И пошли толки, и совещания, и соглашения. Все, как водится.

Задумался Епифаний. Как ни противны были ему церковные отщепенцы, но впереди ему были две дороги: в Соловецкую тюрьму, из которой уж ввек не убежать, и архиерейство, богатство и — что для него важнее всего — возможность помогать своим бедным киевским родственникам. Для них он готов был на все.

Приходили к нему старообрядцы не раз и не два и все соблазняли на переход в раскол. Епифаний, не любивший раскольников, долго колебался.

— Хорошо бы так, как говорите вы, — сказал он наконец. — Но как же тому быть? Ведь я под судом и под неволею.

— Ты только дай нам слово, что хочешь к нам, — отвечали ему, — только согласись быть нашим епископом, а уж на воле будешь. Это дело наше.[75]

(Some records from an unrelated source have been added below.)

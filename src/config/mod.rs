//
//  upcloud-api
//  config/mod.rs
//
//  Created by Ngonidzashe Mangudya on 2026/10/19.
//  Copyright (c) 2026 IAMNGONI. All rights reserved.
//

//! # Configuration Module
//!
//! Loads API credentials and client settings from a TOML file stored in the
//! platform-specific configuration directory, with environment overrides.
//!
//! ## Configuration File Location
//!
//! - **Linux**: `~/.config/upctl/config.toml`
//! - **macOS**: `~/Library/Application Support/com.upcloud.upctl/config.toml`
//! - **Windows**: `C:\Users\<User>\AppData\Roaming\upcloud\upctl\config\config.toml`
//!
//! ## Example Configuration File
//!
//! ```toml
//! username = "api-user"
//! password = "secret"
//! api_url = "https://api.upcloud.com/1.3"
//! timeout = 60
//! poll_interval = 5
//! ```
//!
//! ## Environment Overrides
//!
//! | Variable | Field |
//! |----------|-------|
//! | `UPCLOUD_USERNAME` | `username` |
//! | `UPCLOUD_PASSWORD` | `password` |
//! | `UPCLOUD_API_URL` | `api_url` |
//!
//! Environment values win over the file.

mod file;

pub use file::*;

use std::fmt;
use std::path::{Path, PathBuf};
use std::time::Duration;

use anyhow::{bail, Context, Result};
use directories::ProjectDirs;
use serde::{Deserialize, Serialize};
use url::Url;

use crate::api::client::{Credentials, DEFAULT_BASE_URL, DEFAULT_POLL_INTERVAL, DEFAULT_TIMEOUT};

/// Environment variable holding the API username.
pub const ENV_USERNAME: &str = "UPCLOUD_USERNAME";
/// Environment variable holding the API password.
pub const ENV_PASSWORD: &str = "UPCLOUD_PASSWORD";
/// Environment variable holding the API root URL.
pub const ENV_API_URL: &str = "UPCLOUD_API_URL";

/// Keys accepted by [`Config::get`], [`Config::set`] and [`Config::unset`].
pub const CONFIG_KEYS: &[&str] = &["username", "password", "api_url", "timeout", "poll_interval"];

/// Returned by [`Config::credentials`] when no API credentials are configured.
#[derive(Debug, thiserror::Error)]
#[error("UpCloud credentials not configured. Set UPCLOUD_USERNAME and UPCLOUD_PASSWORD, or add them to the config file")]
pub struct MissingCredentials;

/// Client configuration.
///
/// All fields use serde defaults, so a partial or empty file is valid.
///
/// # Default Values
///
/// | Field | Default |
/// |-------|---------|
/// | `username` | `None` |
/// | `password` | `None` |
/// | `api_url` | `https://api.upcloud.com/1.3` |
/// | `timeout` | `60` (seconds) |
/// | `poll_interval` | `5` (seconds) |
///
/// # Examples
///
/// ```rust
/// use upcloud_api::config::Config;
///
/// let config = Config::default();
/// assert_eq!(config.api_url, "https://api.upcloud.com/1.3");
/// assert!(config.credentials().is_err());
/// ```
#[derive(Clone, Serialize, Deserialize, PartialEq, Eq)]
#[serde(default)]
pub struct Config {
    /// API username.
    #[serde(skip_serializing_if = "Option::is_none")]
    pub username: Option<String>,

    /// API password.
    #[serde(skip_serializing_if = "Option::is_none")]
    pub password: Option<String>,

    /// API root URL.
    pub api_url: String,

    /// Per-request transport timeout, in seconds.
    pub timeout: u64,

    /// Delay between wait-loop polls, in seconds.
    pub poll_interval: u64,
}

impl Default for Config {
    fn default() -> Self {
        Self {
            username: None,
            password: None,
            api_url: DEFAULT_BASE_URL.to_string(),
            timeout: DEFAULT_TIMEOUT.as_secs(),
            poll_interval: DEFAULT_POLL_INTERVAL.as_secs(),
        }
    }
}

impl fmt::Debug for Config {
    fn fmt(&self, f: &mut fmt::Formatter<'_>) -> fmt::Result {
        f.debug_struct("Config")
            .field("username", &self.username)
            .field("password", &self.password.as_ref().map(|_| "<redacted>"))
            .field("api_url", &self.api_url)
            .field("timeout", &self.timeout)
            .field("poll_interval", &self.poll_interval)
            .finish()
    }
}

impl Config {
    /// Loads the configuration from the default location and applies the
    /// environment overrides.
    ///
    /// A missing file is not an error; defaults are used.
    ///
    /// # Errors
    ///
    /// Returns an error if the file exists but cannot be read or parsed, or
    /// if the configuration directory cannot be determined.
    pub fn load() -> Result<Self> {
        let mut config = Self::load_from(&Self::config_path()?)?;
        config.apply_env();
        Ok(config)
    }

    /// Loads the configuration from `path` without environment overrides.
    ///
    /// # Examples
    ///
    /// ```rust,no_run
    /// use upcloud_api::config::Config;
    ///
    /// let config = Config::load_from(std::path::Path::new("/etc/upctl.toml"))?;
    /// println!("API: {}", config.api_url);
    /// # Ok::<(), anyhow::Error>(())
    /// ```
    pub fn load_from(path: &Path) -> Result<Self> {
        if !config_exists(path) {
            return Ok(Self::default());
        }
        let content = read_config_file(path)?;
        toml::from_str(&content).map_err(|e| anyhow::anyhow!("invalid config {}: {}", path.display(), e))
    }

    /// Writes the configuration to `path` as pretty TOML.
    pub fn save_to(&self, path: &Path) -> Result<()> {
        let content = toml::to_string_pretty(self)?;
        write_config_file(path, &content)
    }

    /// Returns the path of the default configuration file.
    ///
    /// The file may not exist; this only returns where it would be.
    pub fn config_path() -> Result<PathBuf> {
        let dirs = ProjectDirs::from("com", "upcloud", "upctl")
            .ok_or_else(|| anyhow::anyhow!("Could not determine config directory"))?;
        Ok(dirs.config_dir().join("config.toml"))
    }

    /// Applies `UPCLOUD_USERNAME`, `UPCLOUD_PASSWORD` and `UPCLOUD_API_URL`.
    pub fn apply_env(&mut self) {
        self.apply_overrides(|key| std::env::var(key).ok());
    }

    /// Applies overrides from an arbitrary lookup; empty values are ignored.
    pub fn apply_overrides<F>(&mut self, lookup: F)
    where
        F: Fn(&str) -> Option<String>,
    {
        let lookup = |key: &str| lookup(key).filter(|v| !v.is_empty());

        if let Some(username) = lookup(ENV_USERNAME) {
            self.username = Some(username);
        }
        if let Some(password) = lookup(ENV_PASSWORD) {
            self.password = Some(password);
        }
        if let Some(api_url) = lookup(ENV_API_URL) {
            self.api_url = api_url;
        }
    }

    /// Per-request transport timeout.
    pub fn timeout(&self) -> Duration {
        Duration::from_secs(self.timeout)
    }

    /// Delay between wait-loop polls.
    pub fn poll_interval(&self) -> Duration {
        Duration::from_secs(self.poll_interval)
    }

    /// Checks the settings a client is built from.
    ///
    /// # Errors
    ///
    /// Fails when `timeout` or `poll_interval` is zero: the first would time
    /// out every request at once, the second would poll without pause.
    pub fn validate(&self) -> Result<()> {
        if self.timeout == 0 {
            bail!("timeout must be at least 1 second");
        }
        if self.poll_interval == 0 {
            bail!("poll_interval must be at least 1 second");
        }
        Ok(())
    }

    /// Returns the value stored under `key`, or `None` when it is unset.
    ///
    /// # Errors
    ///
    /// Fails for keys outside [`CONFIG_KEYS`].
    pub fn get(&self, key: &str) -> Result<Option<String>> {
        let value = match key {
            "username" => self.username.clone(),
            "password" => self.password.clone(),
            "api_url" => Some(self.api_url.clone()),
            "timeout" => Some(self.timeout.to_string()),
            "poll_interval" => Some(self.poll_interval.to_string()),
            _ => return Err(unknown_key(key)),
        };
        Ok(value)
    }

    /// Stores `value` under `key`.
    ///
    /// # Errors
    ///
    /// Fails for unknown keys, an invalid `api_url`, and durations that are
    /// not a positive number of seconds.
    pub fn set(&mut self, key: &str, value: &str) -> Result<()> {
        match key {
            "username" => self.username = Some(value.to_string()),
            "password" => self.password = Some(value.to_string()),
            "api_url" => {
                Url::parse(value).with_context(|| format!("invalid api_url {}", value))?;
                self.api_url = value.to_string();
            }
            "timeout" => self.timeout = positive_seconds(key, value)?,
            "poll_interval" => self.poll_interval = positive_seconds(key, value)?,
            _ => return Err(unknown_key(key)),
        }
        Ok(())
    }

    /// Resets `key` to its default.
    pub fn unset(&mut self, key: &str) -> Result<()> {
        let defaults = Self::default();
        match key {
            "username" => self.username = None,
            "password" => self.password = None,
            "api_url" => self.api_url = defaults.api_url,
            "timeout" => self.timeout = defaults.timeout,
            "poll_interval" => self.poll_interval = defaults.poll_interval,
            _ => return Err(unknown_key(key)),
        }
        Ok(())
    }

    /// Returns the configured credentials.
    ///
    /// # Errors
    ///
    /// Fails when either the username or the password is missing.
    pub fn credentials(&self) -> Result<Credentials> {
        match (self.username.as_deref(), self.password.as_deref()) {
            (Some(username), Some(password)) if !username.is_empty() && !password.is_empty() => {
                Ok(Credentials::new(username, password))
            }
            _ => Err(MissingCredentials.into()),
        }
    }
}

fn unknown_key(key: &str) -> anyhow::Error {
    anyhow::anyhow!(
        "Unknown configuration key '{}'. Valid keys: {}",
        key,
        CONFIG_KEYS.join(", ")
    )
}

fn positive_seconds(key: &str, value: &str) -> Result<u64> {
    match value.parse::<u64>() {
        Ok(secs) if secs > 0 => Ok(secs),
        _ => bail!("{} must be a whole number of seconds greater than zero", key),
    }
}
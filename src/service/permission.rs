//
//  upcloud-api
//  service/permission.rs
//
//  Created by Ngonidzashe Mangudya on 2026/10/19.
//  Copyright (c) 2026 IAMNGONI. All rights reserved.
//

//! Permission operations.

use serde::de::IgnoredAny;
use tokio_util::sync::CancellationToken;

use super::Service;
use crate::api::common::Result;
use crate::api::permission::{
    GetPermissionsRequest, GrantPermissionRequest, Permission, PermissionEnvelope,
    PermissionsEnvelope, RevokePermissionRequest,
};

impl Service {
    /// Lists all permissions granted to sub-accounts.
    pub async fn get_permissions(&self, ctx: &CancellationToken) -> Result<Vec<Permission>> {
        let mut out = PermissionsEnvelope::default();
        self.client.get(ctx, &GetPermissionsRequest, &mut out).await?;
        Ok(out.permissions.permission)
    }

    /// Grants a permission and returns it as stored by the API.
    pub async fn grant_permission(
        &self,
        ctx: &CancellationToken,
        req: &GrantPermissionRequest,
    ) -> Result<Permission> {
        let mut out = PermissionEnvelope::default();
        self.client.create(ctx, req, &mut out).await?;
        Ok(out.permission)
    }

    /// Revokes a permission.
    pub async fn revoke_permission(
        &self,
        ctx: &CancellationToken,
        req: &RevokePermissionRequest,
    ) -> Result<()> {
        self.client.create(ctx, req, &mut IgnoredAny).await
    }
}
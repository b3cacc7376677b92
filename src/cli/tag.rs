//
//  upcloud-api
//  cli/tag.rs
//
//  Created by Ngonidzashe Mangudya on 2026/10/19.
//  Copyright (c) 2026 IAMNGONI. All rights reserved.
//

//! Tag commands

use anyhow::Result;
use clap::{Args, Subcommand};
use tokio_util::sync::CancellationToken;

use crate::api::tag::{CreateTagRequest, DeleteTagRequest, Tag, TagServerRequest, UntagServerRequest};
use crate::output::{or_dash, TableRow};

use super::GlobalOptions;

/// Manage tags
#[derive(Args, Debug)]
pub struct TagCommand {
    #[command(subcommand)]
    pub command: TagSubcommand,
}

#[derive(Subcommand, Debug)]
pub enum TagSubcommand {
    /// List tags
    #[command(visible_alias = "ls")]
    List,

    /// Create a tag
    Create(CreateArgs),

    /// Delete a tag
    Delete(NameArgs),

    /// Add tags to a server
    Add(ServerTagsArgs),

    /// Remove tags from a server
    Remove(ServerTagsArgs),
}

#[derive(Args, Debug)]
pub struct CreateArgs {
    /// Tag name
    pub name: String,

    /// Tag description
    #[arg(long, short = 'd', default_value = "")]
    pub description: String,
}

#[derive(Args, Debug)]
pub struct NameArgs {
    /// Tag name
    pub name: String,
}

#[derive(Args, Debug)]
pub struct ServerTagsArgs {
    /// Server UUID
    pub uuid: String,

    /// Tags to add or remove
    #[arg(required = true)]
    pub tags: Vec<String>,
}

impl TableRow for Tag {
    fn headers() -> &'static [&'static str] {
        &["NAME", "DESCRIPTION", "SERVERS"]
    }

    fn row(&self, _color: bool) -> Vec<String> {
        vec![
            self.name.clone(),
            or_dash(&self.description),
            self.servers.server.len().to_string(),
        ]
    }
}

impl TagCommand {
    pub async fn run(&self, global: &GlobalOptions, ctx: &CancellationToken) -> Result<()> {
        let service = global.service()?;
        let writer = global.writer();

        match &self.command {
            TagSubcommand::List => {
                let tags = service.get_tags(ctx).await?;
                writer.write_list(&tags)
            }
            TagSubcommand::Create(args) => {
                let tag = service
                    .create_tag(
                        ctx,
                        &CreateTagRequest {
                            tag: Tag {
                                name: args.name.clone(),
                                description: args.description.clone(),
                                ..Default::default()
                            },
                        },
                    )
                    .await?;
                writer.write_list(&[tag])
            }
            TagSubcommand::Delete(args) => {
                service
                    .delete_tag(
                        ctx,
                        &DeleteTagRequest {
                            name: args.name.clone(),
                        },
                    )
                    .await?;
                writer.write_success(&format!("Deleted tag {}", args.name));
                Ok(())
            }
            TagSubcommand::Add(args) => {
                let details = service
                    .tag_server(
                        ctx,
                        &TagServerRequest {
                            uuid: args.uuid.clone(),
                            tags: args.tags.clone(),
                        },
                    )
                    .await?;
                writer.write(&details)
            }
            TagSubcommand::Remove(args) => {
                let details = service
                    .untag_server(
                        ctx,
                        &UntagServerRequest {
                            uuid: args.uuid.clone(),
                            tags: args.tags.clone(),
                        },
                    )
                    .await?;
                writer.write(&details)
            }
        }
    }
}
//
//  upcloud-api
//  cli/mod.rs
//
//  Created by Ngonidzashe Mangudya on 2026/10/19.
//  Copyright (c) 2026 IAMNGONI. All rights reserved.
//

//! CLI command definitions using clap derive macros

mod account;
mod config;
mod permission;
mod server;
mod storage;
mod tag;

pub use account::AccountCommand;
pub use config::ConfigCommand;
pub use permission::PermissionCommand;
pub use server::ServerCommand;
pub use storage::StorageCommand;
pub use tag::TagCommand;

use std::path::PathBuf;

use anyhow::Result;
use clap::{Parser, Subcommand};

use crate::api::common::Error;
use crate::config::{Config, MissingCredentials};
use crate::exit_codes;
use crate::output::OutputWriter;
use crate::service::Service;

/// upctl - Work with UpCloud from the command line
#[derive(Parser, Debug)]
#[command(
    name = "upctl",
    version,
    about = "Work with UpCloud from the command line",
    long_about = "upctl is a CLI for the UpCloud control-plane API.\n\n\
                  It manages accounts, servers, storages, tags and permissions.",
    propagate_version = true,
    after_help = "Use 'upctl <command> --help' for more information about a command."
)]
pub struct Cli {
    #[command(subcommand)]
    pub command: Commands,

    #[command(flatten)]
    pub global: GlobalOptions,
}

/// Global options available to all commands
#[derive(Parser, Debug, Clone, Default)]
pub struct GlobalOptions {
    /// Output format as JSON
    #[arg(long, global = true)]
    pub json: bool,

    /// Path to the config file
    #[arg(long, global = true, env = "UPCLOUD_CONFIG")]
    pub config: Option<PathBuf>,
}

impl GlobalOptions {
    /// Loads the configuration, applying environment overrides.
    pub fn load_config(&self) -> Result<Config> {
        match &self.config {
            Some(path) => {
                let mut config = Config::load_from(path)?;
                config.apply_env();
                Ok(config)
            }
            None => Config::load(),
        }
    }

    /// Path of the config file: `--config` when given, the default otherwise.
    pub fn config_path(&self) -> Result<PathBuf> {
        match &self.config {
            Some(path) => Ok(path.clone()),
            None => Config::config_path(),
        }
    }

    /// Builds a service from the loaded configuration.
    pub fn service(&self) -> Result<Service> {
        Service::from_config(&self.load_config()?)
    }

    pub fn writer(&self) -> OutputWriter {
        OutputWriter::from_flag(self.json)
    }
}

/// Top-level commands
#[derive(Subcommand, Debug)]
pub enum Commands {
    /// Show the authenticated account
    Account(AccountCommand),

    /// Manage servers
    #[command(visible_alias = "srv")]
    Server(ServerCommand),

    /// Manage storages and storage imports
    #[command(visible_alias = "st")]
    Storage(StorageCommand),

    /// Manage tags
    Tag(TagCommand),

    /// Manage sub-account permissions
    Permission(PermissionCommand),

    /// Manage upctl configuration
    Config(ConfigCommand),

    /// Show version information
    Version,
}

/// Maps a command failure to the process exit code.
///
/// | Failure | Exit code |
/// |---------|-----------|
/// | missing credentials, HTTP 401 | [`exit_codes::AUTH_ERROR`] |
/// | HTTP 404 | [`exit_codes::NOT_FOUND`] |
/// | cancellation | [`exit_codes::CANCELLED`] |
/// | deadline exceeded | [`exit_codes::TIMEOUT`] |
/// | anything else | [`exit_codes::ERROR`] |
pub fn exit_code(err: &anyhow::Error) -> i32 {
    if err.downcast_ref::<MissingCredentials>().is_some() {
        return exit_codes::AUTH_ERROR;
    }

    match err.downcast_ref::<Error>() {
        Some(Error::Canceled) => exit_codes::CANCELLED,
        Some(Error::Timeout) => exit_codes::TIMEOUT,
        Some(e) => match e.service_error() {
            Some(se) if se.is_unauthorized() => exit_codes::AUTH_ERROR,
            Some(se) if se.is_not_found() => exit_codes::NOT_FOUND,
            _ => exit_codes::ERROR,
        },
        None => exit_codes::ERROR,
    }
}
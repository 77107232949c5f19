//! Observable state container
//!
//! `Store<T>` owns one value and notifies synchronous listeners after each
//! mutation. Async consumers can follow the same value through a
//! `tokio::sync::watch` receiver.

use std::sync::atomic::{AtomicU64, Ordering};
use std::sync::{Arc, Mutex, MutexGuard, Weak};
use tokio::sync::watch;

type Listener<T> = Arc<dyn Fn(&T) + Send + Sync>;

struct Listeners<T> {
    next_id: AtomicU64,
    entries: Mutex<Vec<(u64, Listener<T>)>>,
}

impl<T> Listeners<T> {
    fn entries(&self) -> MutexGuard<'_, Vec<(u64, Listener<T>)>> {
        // A listener that panicked leaves the list itself intact
        self.entries.lock().unwrap_or_else(|poisoned| poisoned.into_inner())
    }

    fn remove(&self, id: u64) {
        self.entries().retain(|(entry_id, _)| *entry_id != id);
    }
}

/// Shared handle to an observable value. Clones point at the same state.
pub struct Store<T> {
    state: Arc<watch::Sender<T>>,
    listeners: Arc<Listeners<T>>,
}

impl<T> Clone for Store<T> {
    fn clone(&self) -> Self {
        Self {
            state: Arc::clone(&self.state),
            listeners: Arc::clone(&self.listeners),
        }
    }
}

impl<T: Clone + Send + Sync + 'static> Store<T> {
    pub fn new(initial: T) -> Self {
        let (tx, _rx) = watch::channel(initial);
        Self {
            state: Arc::new(tx),
            listeners: Arc::new(Listeners {
                next_id: AtomicU64::new(1),
                entries: Mutex::new(Vec::new()),
            }),
        }
    }

    /// Snapshot of the current value
    pub fn get(&self) -> T {
        self.state.borrow().clone()
    }

    /// Borrowing read. Do not call back into the store from `f`.
    pub fn read<R>(&self, f: impl FnOnce(&T) -> R) -> R {
        f(&self.state.borrow())
    }

    /// Mutate in place, then notify listeners
    pub fn update(&self, f: impl FnOnce(&mut T)) {
        self.state.send_modify(f);
        self.notify();
    }

    /// Replace the value wholesale, then notify listeners
    pub fn set(&self, value: T) {
        self.state.send_replace(value);
        self.notify();
    }

    /// Register a listener called with the new value after every mutation.
    ///
    /// Listeners run synchronously on the mutating task, in registration
    /// order, and receive a snapshot so they may call back into the store.
    pub fn subscribe<F>(&self, listener: F) -> Subscription
    where
        F: Fn(&T) + Send + Sync + 'static,
    {
        let id = self.listeners.next_id.fetch_add(1, Ordering::Relaxed);
        self.listeners.entries().push((id, Arc::new(listener)));

        let weak: Weak<Listeners<T>> = Arc::downgrade(&self.listeners);
        Subscription {
            unsubscribe: Some(Box::new(move || {
                if let Some(listeners) = weak.upgrade() {
                    listeners.remove(id);
                }
            })),
        }
    }

    pub fn watch(&self) -> watch::Receiver<T> {
        self.state.subscribe()
    }

    pub fn listener_count(&self) -> usize {
        self.listeners.entries().len()
    }

    fn notify(&self) {
        let listeners: Vec<Listener<T>> = self
            .listeners
            .entries()
            .iter()
            .map(|(_, l)| Arc::clone(l))
            .collect();
        if listeners.is_empty() {
            return;
        }

        let snapshot = self.get();
        for listener in listeners {
            listener(&snapshot);
        }
    }
}

/// Listener registration; dropping it unsubscribes
#[must_use = "dropping a Subscription unsubscribes the listener"]
pub struct Subscription {
    unsubscribe: Option<Box<dyn FnOnce() + Send + Sync>>,
}

impl Subscription {
    pub fn unsubscribe(mut self) {
        if let Some(f) = self.unsubscribe.take() {
            f();
        }
    }

    /// Keep the listener registered for the lifetime of the store
    pub fn detach(mut self) {
        self.unsubscribe = None;
    }
}

impl Drop for Subscription {
    fn drop(&mut self) {
        if let Some(f) = self.unsubscribe.take() {
            f();
        }
    }
}

impl std::fmt::Debug for Subscription {
    fn fmt(&self, f: &mut std::fmt::Formatter<'_>) -> std::fmt::Result {
        f.debug_struct("Subscription")
            .field("active", &self.unsubscribe.is_some())
            .finish()
    }
}

#[cfg(test)]
mod tests {
    use super::*;
    use std::sync::atomic::AtomicUsize;

    #[derive(Debug, Clone, Default, PartialEq)]
    struct Counter {
        value: u32,
    }

    #[test]
    fn test_update_notifies_in_order() {
        let store = Store::new(Counter::default());
        let seen = Arc::new(Mutex::new(Vec::new()));

        let s1 = {
            let seen = Arc::clone(&seen);
            store.subscribe(move |c: &Counter| seen.lock().unwrap().push(("a", c.value)))
        };
        let s2 = {
            let seen = Arc::clone(&seen);
            store.subscribe(move |c: &Counter| seen.lock().unwrap().push(("b", c.value)))
        };

        store.update(|c| c.value += 1);
        assert_eq!(*seen.lock().unwrap(), vec![("a", 1), ("b", 1)]);

        drop(s1);
        drop(s2);
    }

    #[test]
    fn test_drop_unsubscribes() {
        let store = Store::new(Counter::default());
        let calls = Arc::new(AtomicUsize::new(0));

        let sub = {
            let calls = Arc::clone(&calls);
            store.subscribe(move |_: &Counter| {
                calls.fetch_add(1, Ordering::SeqCst);
            })
        };
        store.set(Counter { value: 5 });
        drop(sub);
        store.set(Counter { value: 6 });

        assert_eq!(calls.load(Ordering::SeqCst), 1);
        assert_eq!(store.listener_count(), 0);
        assert_eq!(store.get().value, 6);
    }

    #[test]
    fn test_listener_can_read_store() {
        let store = Store::new(Counter::default());
        let inner = store.clone();
        let mirrored = Arc::new(AtomicUsize::new(0));

        let m = Arc::clone(&mirrored);
        store
            .subscribe(move |_: &Counter| {
                m.store(inner.get().value as usize, Ordering::SeqCst);
            })
            .detach();

        store.update(|c| c.value = 9);
        assert_eq!(mirrored.load(Ordering::SeqCst), 9);
        assert_eq!(store.listener_count(), 1);
    }

    #[tokio::test]
    async fn test_watch_sees_updates() {
        let store = Store::new(Counter::default());
        let mut rx = store.watch();

        store.update(|c| c.value = 3);
        rx.changed().await.unwrap();
        assert_eq!(rx.borrow().value, 3);
    }
}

Епифаний согласился и дал слово. И стали ходить к нему в «бедность» каждый день московские старообрядцы и благословения от него просили. «Он же приходящих к нему всякого чина людей благословлял и отправлял в епитрахили часы по чину священническому».[76] Старообрядцы учили непривычного киевлянина своим старым обрядам, чтобы после, когда будет священнодействовать на Ветке, не произвел он какого-нибудь соблазна никонианским своим служением.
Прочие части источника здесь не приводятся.